| WHAT YOU SHOULD DO |
Restate the entries below without a single change.

------------

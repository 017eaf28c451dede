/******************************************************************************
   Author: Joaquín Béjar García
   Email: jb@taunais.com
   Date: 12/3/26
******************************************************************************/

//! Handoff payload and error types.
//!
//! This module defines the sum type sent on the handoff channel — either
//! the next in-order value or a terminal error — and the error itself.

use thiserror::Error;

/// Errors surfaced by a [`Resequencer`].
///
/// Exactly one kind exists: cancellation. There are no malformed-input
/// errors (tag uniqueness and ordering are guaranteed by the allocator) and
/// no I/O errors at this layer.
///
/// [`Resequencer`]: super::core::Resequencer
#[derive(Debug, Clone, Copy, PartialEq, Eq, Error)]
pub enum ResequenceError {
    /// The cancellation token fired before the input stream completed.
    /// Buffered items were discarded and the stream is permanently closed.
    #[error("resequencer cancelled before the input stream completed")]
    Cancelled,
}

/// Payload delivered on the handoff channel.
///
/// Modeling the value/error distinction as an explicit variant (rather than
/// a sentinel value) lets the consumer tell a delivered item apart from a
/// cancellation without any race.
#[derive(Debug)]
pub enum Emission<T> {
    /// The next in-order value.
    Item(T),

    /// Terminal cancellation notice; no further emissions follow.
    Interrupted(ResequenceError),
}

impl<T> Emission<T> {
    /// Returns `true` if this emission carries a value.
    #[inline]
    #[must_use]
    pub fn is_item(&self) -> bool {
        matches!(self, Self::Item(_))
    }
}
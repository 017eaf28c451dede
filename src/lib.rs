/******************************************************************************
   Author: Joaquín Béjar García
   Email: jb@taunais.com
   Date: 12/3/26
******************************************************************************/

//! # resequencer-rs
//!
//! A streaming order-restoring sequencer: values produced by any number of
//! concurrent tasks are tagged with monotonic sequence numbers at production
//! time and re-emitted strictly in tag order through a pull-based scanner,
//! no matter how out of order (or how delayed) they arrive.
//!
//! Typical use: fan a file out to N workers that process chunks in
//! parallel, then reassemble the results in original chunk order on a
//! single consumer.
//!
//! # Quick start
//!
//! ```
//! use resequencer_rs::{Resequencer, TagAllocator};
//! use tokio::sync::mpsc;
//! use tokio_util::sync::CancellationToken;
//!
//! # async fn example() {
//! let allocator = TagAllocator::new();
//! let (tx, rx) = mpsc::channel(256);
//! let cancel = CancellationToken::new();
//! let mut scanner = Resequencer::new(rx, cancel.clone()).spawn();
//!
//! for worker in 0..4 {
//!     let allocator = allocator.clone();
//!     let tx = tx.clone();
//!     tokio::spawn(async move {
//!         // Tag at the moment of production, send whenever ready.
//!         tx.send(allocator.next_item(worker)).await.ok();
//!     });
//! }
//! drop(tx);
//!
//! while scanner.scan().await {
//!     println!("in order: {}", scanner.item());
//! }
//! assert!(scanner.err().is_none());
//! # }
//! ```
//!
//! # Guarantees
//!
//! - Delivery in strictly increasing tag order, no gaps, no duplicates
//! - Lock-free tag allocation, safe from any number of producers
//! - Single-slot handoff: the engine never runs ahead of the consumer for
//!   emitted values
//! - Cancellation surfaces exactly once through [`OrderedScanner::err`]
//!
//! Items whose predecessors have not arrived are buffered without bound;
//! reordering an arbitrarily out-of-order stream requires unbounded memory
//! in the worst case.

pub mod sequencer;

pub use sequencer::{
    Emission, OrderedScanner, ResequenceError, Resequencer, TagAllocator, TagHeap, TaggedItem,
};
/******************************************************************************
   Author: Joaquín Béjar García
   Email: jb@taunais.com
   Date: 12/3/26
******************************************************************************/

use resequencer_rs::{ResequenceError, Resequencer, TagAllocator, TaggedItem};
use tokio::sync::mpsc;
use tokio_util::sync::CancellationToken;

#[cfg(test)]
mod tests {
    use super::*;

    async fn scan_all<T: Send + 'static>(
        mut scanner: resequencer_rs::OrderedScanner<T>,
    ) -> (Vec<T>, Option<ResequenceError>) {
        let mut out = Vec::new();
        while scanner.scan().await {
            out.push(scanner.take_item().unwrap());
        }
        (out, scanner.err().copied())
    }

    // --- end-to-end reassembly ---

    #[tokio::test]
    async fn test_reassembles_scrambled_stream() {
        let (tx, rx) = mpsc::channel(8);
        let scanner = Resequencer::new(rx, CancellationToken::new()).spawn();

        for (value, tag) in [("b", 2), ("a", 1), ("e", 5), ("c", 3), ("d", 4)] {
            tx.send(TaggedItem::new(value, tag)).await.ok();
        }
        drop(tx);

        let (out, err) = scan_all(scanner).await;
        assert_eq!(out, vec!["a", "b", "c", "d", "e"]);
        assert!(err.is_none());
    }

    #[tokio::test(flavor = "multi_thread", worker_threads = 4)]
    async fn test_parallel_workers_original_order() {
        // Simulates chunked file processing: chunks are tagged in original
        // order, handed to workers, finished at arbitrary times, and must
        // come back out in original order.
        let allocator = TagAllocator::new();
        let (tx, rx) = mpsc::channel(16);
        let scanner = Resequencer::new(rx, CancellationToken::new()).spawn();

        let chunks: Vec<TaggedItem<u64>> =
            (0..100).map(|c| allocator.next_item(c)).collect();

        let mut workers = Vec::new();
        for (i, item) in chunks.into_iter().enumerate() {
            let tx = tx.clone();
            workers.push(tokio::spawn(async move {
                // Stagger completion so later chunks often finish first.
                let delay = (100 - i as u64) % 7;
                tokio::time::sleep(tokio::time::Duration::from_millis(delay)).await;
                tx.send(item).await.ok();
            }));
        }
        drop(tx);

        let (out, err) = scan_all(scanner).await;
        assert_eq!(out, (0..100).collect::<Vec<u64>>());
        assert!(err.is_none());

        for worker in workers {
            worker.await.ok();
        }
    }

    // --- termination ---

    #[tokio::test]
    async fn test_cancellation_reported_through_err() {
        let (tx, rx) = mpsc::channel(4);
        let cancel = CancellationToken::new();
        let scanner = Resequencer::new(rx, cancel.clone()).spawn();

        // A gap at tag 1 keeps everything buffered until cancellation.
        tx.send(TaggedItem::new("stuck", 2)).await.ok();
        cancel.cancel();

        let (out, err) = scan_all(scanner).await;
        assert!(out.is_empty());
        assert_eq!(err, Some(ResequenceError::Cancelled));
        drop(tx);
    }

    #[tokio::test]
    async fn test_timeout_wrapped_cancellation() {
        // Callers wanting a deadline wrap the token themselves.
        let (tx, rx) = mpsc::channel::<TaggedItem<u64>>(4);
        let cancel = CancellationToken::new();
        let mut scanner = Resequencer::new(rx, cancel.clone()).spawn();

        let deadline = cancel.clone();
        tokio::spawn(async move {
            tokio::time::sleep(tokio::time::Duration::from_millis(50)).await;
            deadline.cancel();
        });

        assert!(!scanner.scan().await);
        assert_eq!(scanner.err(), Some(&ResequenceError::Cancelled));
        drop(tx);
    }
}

------------

| OUTPUT FOR THIS EXERCISE |
repository 017eaf28c451dede
/******************************************************************************
   Author: Joaquín Béjar García
   Email: jb@taunais.com
   Date: 12/3/26
******************************************************************************/

//! Handoff payload and error types.
//!
//! This module defines the sum type sent on the handoff channel — either
//! the next in-order value or a terminal error — and the error itself.

use thiserror::Error;

/// Errors surfaced by a [`Resequencer`].
///
/// Exactly one kind exists: cancellation. There are no malformed-input
/// errors (tag uniqueness and ordering are guaranteed by the allocator) and
/// no I/O errors at this layer.
///
/// [`Resequencer`]: super::core::Resequencer
#[derive(Debug, Clone, Copy, PartialEq, Eq, Error)]
pub enum ResequenceError {
    /// The cancellation token fired before the input stream completed.
    /// Buffered items were discarded and the stream is permanently closed.
    #[error("resequencer cancelled before the input stream completed")]
    Cancelled,
}

/// Payload delivered on the handoff channel.
///
/// Modeling the value/error distinction as an explicit variant (rather than
/// a sentinel value) lets the consumer tell a delivered item apart from a
/// cancellation without any race.
#[derive(Debug)]
pub enum Emission<T> {
    /// The next in-order value.
    Item(T),

    /// Terminal cancellation notice; no further emissions follow.
    Interrupted(ResequenceError),
}

impl<T> Emission<T> {
    /// Returns `true` if this emission carries a value.
    #[inline]
    #[must_use]
    pub fn is_item(&self) -> bool {
        matches!(self, Self::Item(_))
    }
}
repository 017eaf28c451dede
filename src/lib.rs
/******************************************************************************
   Author: Joaquín Béjar García
   Email: jb@taunais.com
   Date: 12/3/26
******************************************************************************/

//! # resequencer-rs
//!
//! A streaming order-restoring sequencer: values produced by any number of
//! concurrent tasks are tagged with monotonic sequence numbers at production
//! time and re-emitted strictly in tag order through a pull-based scanner,
//! no matter how out of order (or how delayed) they arrive.
//!
//! Typical use: fan a file out to N workers that process chunks in
//! parallel, then reassemble the results in original chunk order on a
//! single consumer.
//!
//! # Quick start
//!
//! ```
//! use resequencer_rs::{Resequencer, TagAllocator};
//! use tokio::sync::mpsc;
//! use tokio_util::sync::CancellationToken;
//!
//! # async fn example() {
//! let allocator = TagAllocator::new();
//! let (tx, rx) = mpsc::channel(256);
//! let cancel = CancellationToken::new();
//! let mut scanner = Resequencer::new(rx, cancel.clone()).spawn();
//!
//! for worker in 0..4 {
//!     let allocator = allocator.clone();
//!     let tx = tx.clone();
//!     tokio::spawn(async move {
//!         // Tag at the moment of production, send whenever ready.
//!         tx.send(allocator.next_item(worker)).await.ok();
//!     });
//! }
//! drop(tx);
//!
//! while scanner.scan().await {
//!     println!("in order: {}", scanner.item());
//! }
//! assert!(scanner.err().is_none());
//! # }
//! ```
//!
//! # Guarantees
//!
//! - Delivery in strictly increasing tag order, no gaps, no duplicates
//! - Lock-free tag allocation, safe from any number of producers
//! - Single-slot handoff: the engine never runs ahead of the consumer for
//!   emitted values
//! - Cancellation surfaces exactly once through [`OrderedScanner::err`]
//!
//! Items whose predecessors have not arrived are buffered without bound;
//! reordering an arbitrarily out-of-order stream requires unbounded memory
//! in the worst case.

pub mod sequencer;

pub use sequencer::{
    Emission, OrderedScanner, ResequenceError, Resequencer, TagAllocator, TagHeap, TaggedItem,
};
/******************************************************************************
   Author: Joaquín Béjar García
   Email: jb@taunais.com
   Date: 12/3/26
******************************************************************************/

use resequencer_rs::{ResequenceError, Resequencer, TagAllocator, TaggedItem};
use tokio::sync::mpsc;
use tokio_util::sync::CancellationToken;

#[cfg(test)]
mod tests {
    use super::*;

    async fn scan_all<T: Send + 'static>(
        mut scanner: resequencer_rs::OrderedScanner<T>,
    ) -> (Vec<T>, Option<ResequenceError>) {
        let mut out = Vec::new();
        while scanner.scan().await {
            out.push(scanner.take_item().unwrap());
        }
        (out, scanner.err().copied())
    }

    // --- end-to-end reassembly ---

    #[tokio::test]
    async fn test_reassembles_scrambled_stream() {
        let (tx, rx) = mpsc::channel(8);
        let scanner = Resequencer::new(rx, CancellationToken::new()).spawn();

        for (value, tag) in [("b", 2), ("a", 1), ("e", 5), ("c", 3), ("d", 4)] {
            tx.send(TaggedItem::new(value, tag)).await.ok();
        }
        drop(tx);

        let (out, err) = scan_all(scanner).await;
        assert_eq!(out, vec!["a", "b", "c", "d", "e"]);
        assert!(err.is_none());
    }

    #[tokio::test(flavor = "multi_thread", worker_threads = 4)]
    async fn test_parallel_workers_original_order() {
        // Simulates chunked file processing: chunks are tagged in original
        // order, handed to workers, finished at arbitrary times, and must
        // come back out in original order.
        let allocator = TagAllocator::new();
        let (tx, rx) = mpsc::channel(16);
        let scanner = Resequencer::new(rx, CancellationToken::new()).spawn();

        let chunks: Vec<TaggedItem<u64>> =
            (0..100).map(|c| allocator.next_item(c)).collect();

        let mut workers = Vec::new();
        for (i, item) in chunks.into_iter().enumerate() {
            let tx = tx.clone();
            workers.push(tokio::spawn(async move {
                // Stagger completion so later chunks often finish first.
                let delay = (100 - i as u64) % 7;
                tokio::time::sleep(tokio::time::Duration::from_millis(delay)).await;
                tx.send(item).await.ok();
            }));
        }
        drop(tx);

        let (out, err) = scan_all(scanner).await;
        assert_eq!(out, (0..100).collect::<Vec<u64>>());
        assert!(err.is_none());

        for worker in workers {
            worker.await.ok();
        }
    }

    // --- termination ---

    #[tokio::test]
    async fn test_cancellation_reported_through_err() {
        let (tx, rx) = mpsc::channel(4);
        let cancel = CancellationToken::new();
        let scanner = Resequencer::new(rx, cancel.clone()).spawn();

        // A gap at tag 1 keeps everything buffered until cancellation.
        tx.send(TaggedItem::new("stuck", 2)).await.ok();
        cancel.cancel();

        let (out, err) = scan_all(scanner).await;
        assert!(out.is_empty());
        assert_eq!(err, Some(ResequenceError::Cancelled));
        drop(tx);
    }

    #[tokio::test]
    async fn test_timeout_wrapped_cancellation() {
        // Callers wanting a deadline wrap the token themselves.
        let (tx, rx) = mpsc::channel::<TaggedItem<u64>>(4);
        let cancel = CancellationToken::new();
        let mut scanner = Resequencer::new(rx, cancel.clone()).spawn();

        let deadline = cancel.clone();
        tokio::spawn(async move {
            tokio::time::sleep(tokio::time::Duration::from_millis(50)).await;
            deadline.cancel();
        });

        assert!(!scanner.scan().await);
        assert_eq!(scanner.err(), Some(&ResequenceError::Cancelled));
        drop(tx);
    }
}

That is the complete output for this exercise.